Records provided:
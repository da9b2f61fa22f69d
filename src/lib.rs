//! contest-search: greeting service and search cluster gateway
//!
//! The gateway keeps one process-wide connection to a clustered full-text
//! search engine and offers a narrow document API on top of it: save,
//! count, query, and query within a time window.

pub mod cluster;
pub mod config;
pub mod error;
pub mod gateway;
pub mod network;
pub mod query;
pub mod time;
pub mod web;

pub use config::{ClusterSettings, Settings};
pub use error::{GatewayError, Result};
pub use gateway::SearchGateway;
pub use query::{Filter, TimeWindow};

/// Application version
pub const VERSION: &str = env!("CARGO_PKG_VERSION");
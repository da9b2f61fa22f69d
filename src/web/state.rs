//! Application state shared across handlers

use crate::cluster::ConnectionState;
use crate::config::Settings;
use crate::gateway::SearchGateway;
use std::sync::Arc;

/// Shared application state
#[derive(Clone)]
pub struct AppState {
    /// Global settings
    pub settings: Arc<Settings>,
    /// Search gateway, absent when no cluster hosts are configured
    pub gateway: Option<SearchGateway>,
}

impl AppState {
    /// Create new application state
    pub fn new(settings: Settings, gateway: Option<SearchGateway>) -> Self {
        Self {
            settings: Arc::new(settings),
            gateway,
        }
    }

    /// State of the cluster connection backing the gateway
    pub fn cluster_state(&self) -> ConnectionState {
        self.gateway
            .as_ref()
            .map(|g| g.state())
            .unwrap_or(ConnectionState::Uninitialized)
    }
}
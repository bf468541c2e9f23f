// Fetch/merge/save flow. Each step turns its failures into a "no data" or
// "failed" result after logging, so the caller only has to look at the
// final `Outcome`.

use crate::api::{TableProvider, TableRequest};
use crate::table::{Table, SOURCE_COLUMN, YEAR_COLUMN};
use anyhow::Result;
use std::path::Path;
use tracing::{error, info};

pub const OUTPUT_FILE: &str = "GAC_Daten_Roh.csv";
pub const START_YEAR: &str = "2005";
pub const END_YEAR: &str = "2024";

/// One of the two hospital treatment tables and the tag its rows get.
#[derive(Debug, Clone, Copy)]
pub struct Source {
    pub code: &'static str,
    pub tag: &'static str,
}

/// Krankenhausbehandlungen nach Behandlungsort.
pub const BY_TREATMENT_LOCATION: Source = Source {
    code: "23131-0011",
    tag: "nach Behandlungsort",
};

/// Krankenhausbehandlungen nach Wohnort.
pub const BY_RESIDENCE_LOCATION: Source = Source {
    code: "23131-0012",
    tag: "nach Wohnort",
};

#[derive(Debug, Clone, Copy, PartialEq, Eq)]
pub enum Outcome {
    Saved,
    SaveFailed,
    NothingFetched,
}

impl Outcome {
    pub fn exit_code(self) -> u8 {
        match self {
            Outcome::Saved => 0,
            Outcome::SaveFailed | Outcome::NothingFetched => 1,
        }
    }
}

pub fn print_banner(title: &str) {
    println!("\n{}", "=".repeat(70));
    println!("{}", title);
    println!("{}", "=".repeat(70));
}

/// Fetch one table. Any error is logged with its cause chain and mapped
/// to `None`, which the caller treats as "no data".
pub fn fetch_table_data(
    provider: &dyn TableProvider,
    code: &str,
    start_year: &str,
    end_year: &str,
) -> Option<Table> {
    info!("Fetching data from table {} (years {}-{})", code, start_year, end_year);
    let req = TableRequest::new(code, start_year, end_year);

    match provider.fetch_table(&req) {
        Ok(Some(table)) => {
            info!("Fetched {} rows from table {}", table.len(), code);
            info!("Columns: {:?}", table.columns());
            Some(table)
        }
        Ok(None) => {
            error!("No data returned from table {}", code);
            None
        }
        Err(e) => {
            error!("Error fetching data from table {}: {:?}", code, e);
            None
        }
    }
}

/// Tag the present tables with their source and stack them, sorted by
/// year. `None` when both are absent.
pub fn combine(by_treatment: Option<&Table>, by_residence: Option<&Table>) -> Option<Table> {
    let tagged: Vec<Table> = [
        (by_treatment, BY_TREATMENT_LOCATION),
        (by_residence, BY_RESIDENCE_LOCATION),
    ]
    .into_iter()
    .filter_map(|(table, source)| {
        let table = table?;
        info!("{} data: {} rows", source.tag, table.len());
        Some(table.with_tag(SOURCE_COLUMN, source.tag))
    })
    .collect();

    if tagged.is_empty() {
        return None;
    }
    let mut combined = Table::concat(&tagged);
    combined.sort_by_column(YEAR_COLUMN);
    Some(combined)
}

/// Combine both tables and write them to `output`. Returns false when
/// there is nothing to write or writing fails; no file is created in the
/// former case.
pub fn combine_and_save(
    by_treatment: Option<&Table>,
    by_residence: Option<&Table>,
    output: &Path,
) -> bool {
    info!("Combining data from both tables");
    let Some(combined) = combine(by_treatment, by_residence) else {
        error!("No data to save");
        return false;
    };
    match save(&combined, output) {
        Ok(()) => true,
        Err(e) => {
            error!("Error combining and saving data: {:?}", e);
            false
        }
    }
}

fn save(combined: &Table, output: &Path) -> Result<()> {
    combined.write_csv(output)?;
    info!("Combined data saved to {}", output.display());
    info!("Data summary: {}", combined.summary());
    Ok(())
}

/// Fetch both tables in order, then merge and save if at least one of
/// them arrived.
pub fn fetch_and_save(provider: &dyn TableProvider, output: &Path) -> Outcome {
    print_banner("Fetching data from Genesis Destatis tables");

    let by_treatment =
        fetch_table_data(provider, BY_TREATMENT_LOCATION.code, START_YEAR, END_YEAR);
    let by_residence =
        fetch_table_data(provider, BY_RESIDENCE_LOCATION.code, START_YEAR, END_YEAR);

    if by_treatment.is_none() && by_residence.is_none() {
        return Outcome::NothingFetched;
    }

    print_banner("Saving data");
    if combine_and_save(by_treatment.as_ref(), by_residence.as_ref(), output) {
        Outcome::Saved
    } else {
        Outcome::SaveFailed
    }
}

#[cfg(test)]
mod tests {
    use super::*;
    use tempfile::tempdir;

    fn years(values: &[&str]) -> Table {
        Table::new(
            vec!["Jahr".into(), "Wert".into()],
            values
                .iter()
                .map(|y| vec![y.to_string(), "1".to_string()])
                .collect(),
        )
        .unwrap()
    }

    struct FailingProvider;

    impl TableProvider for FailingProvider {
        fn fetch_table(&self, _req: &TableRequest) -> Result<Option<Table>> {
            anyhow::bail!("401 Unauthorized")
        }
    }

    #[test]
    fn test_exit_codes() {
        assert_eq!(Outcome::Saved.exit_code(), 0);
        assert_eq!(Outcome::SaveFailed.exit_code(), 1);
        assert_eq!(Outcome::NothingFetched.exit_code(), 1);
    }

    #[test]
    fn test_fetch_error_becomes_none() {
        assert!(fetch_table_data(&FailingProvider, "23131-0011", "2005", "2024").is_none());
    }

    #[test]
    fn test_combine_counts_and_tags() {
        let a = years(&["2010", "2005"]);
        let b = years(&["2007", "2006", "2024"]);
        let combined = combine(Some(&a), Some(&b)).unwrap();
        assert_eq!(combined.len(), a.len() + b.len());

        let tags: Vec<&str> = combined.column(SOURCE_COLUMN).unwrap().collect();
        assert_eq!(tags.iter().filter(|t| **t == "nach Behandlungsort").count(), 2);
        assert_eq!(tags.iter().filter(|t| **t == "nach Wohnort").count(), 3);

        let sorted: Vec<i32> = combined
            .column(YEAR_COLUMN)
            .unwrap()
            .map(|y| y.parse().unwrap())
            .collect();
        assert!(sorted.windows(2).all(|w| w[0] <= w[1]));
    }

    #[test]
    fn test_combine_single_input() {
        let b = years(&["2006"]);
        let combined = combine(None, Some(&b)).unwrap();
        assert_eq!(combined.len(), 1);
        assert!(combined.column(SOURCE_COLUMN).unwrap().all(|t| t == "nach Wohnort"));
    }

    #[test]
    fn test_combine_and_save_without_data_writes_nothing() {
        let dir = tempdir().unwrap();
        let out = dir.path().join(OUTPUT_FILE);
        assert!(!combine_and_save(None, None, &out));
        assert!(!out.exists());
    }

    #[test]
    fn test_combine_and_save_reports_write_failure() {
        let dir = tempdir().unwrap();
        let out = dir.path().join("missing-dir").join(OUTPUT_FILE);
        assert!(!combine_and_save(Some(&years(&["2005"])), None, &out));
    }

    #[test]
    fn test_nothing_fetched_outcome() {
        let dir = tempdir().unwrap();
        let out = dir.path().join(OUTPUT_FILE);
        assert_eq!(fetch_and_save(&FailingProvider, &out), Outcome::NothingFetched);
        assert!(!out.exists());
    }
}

What you will do: A complete answer lists every line of the listing above that holds the word "Some".

Your response:
        Ok(Some(table)) => {
            Some(table)
        Some(table.with_tag(SOURCE_COLUMN, source.tag))
    Some(combined)
    let Some(combined) = combine(by_treatment, by_residence) else {
        let combined = combine(Some(&a), Some(&b)).unwrap();
        let combined = combine(None, Some(&b)).unwrap();
        assert!(!combine_and_save(Some(&years(&["2005"])), None, &out));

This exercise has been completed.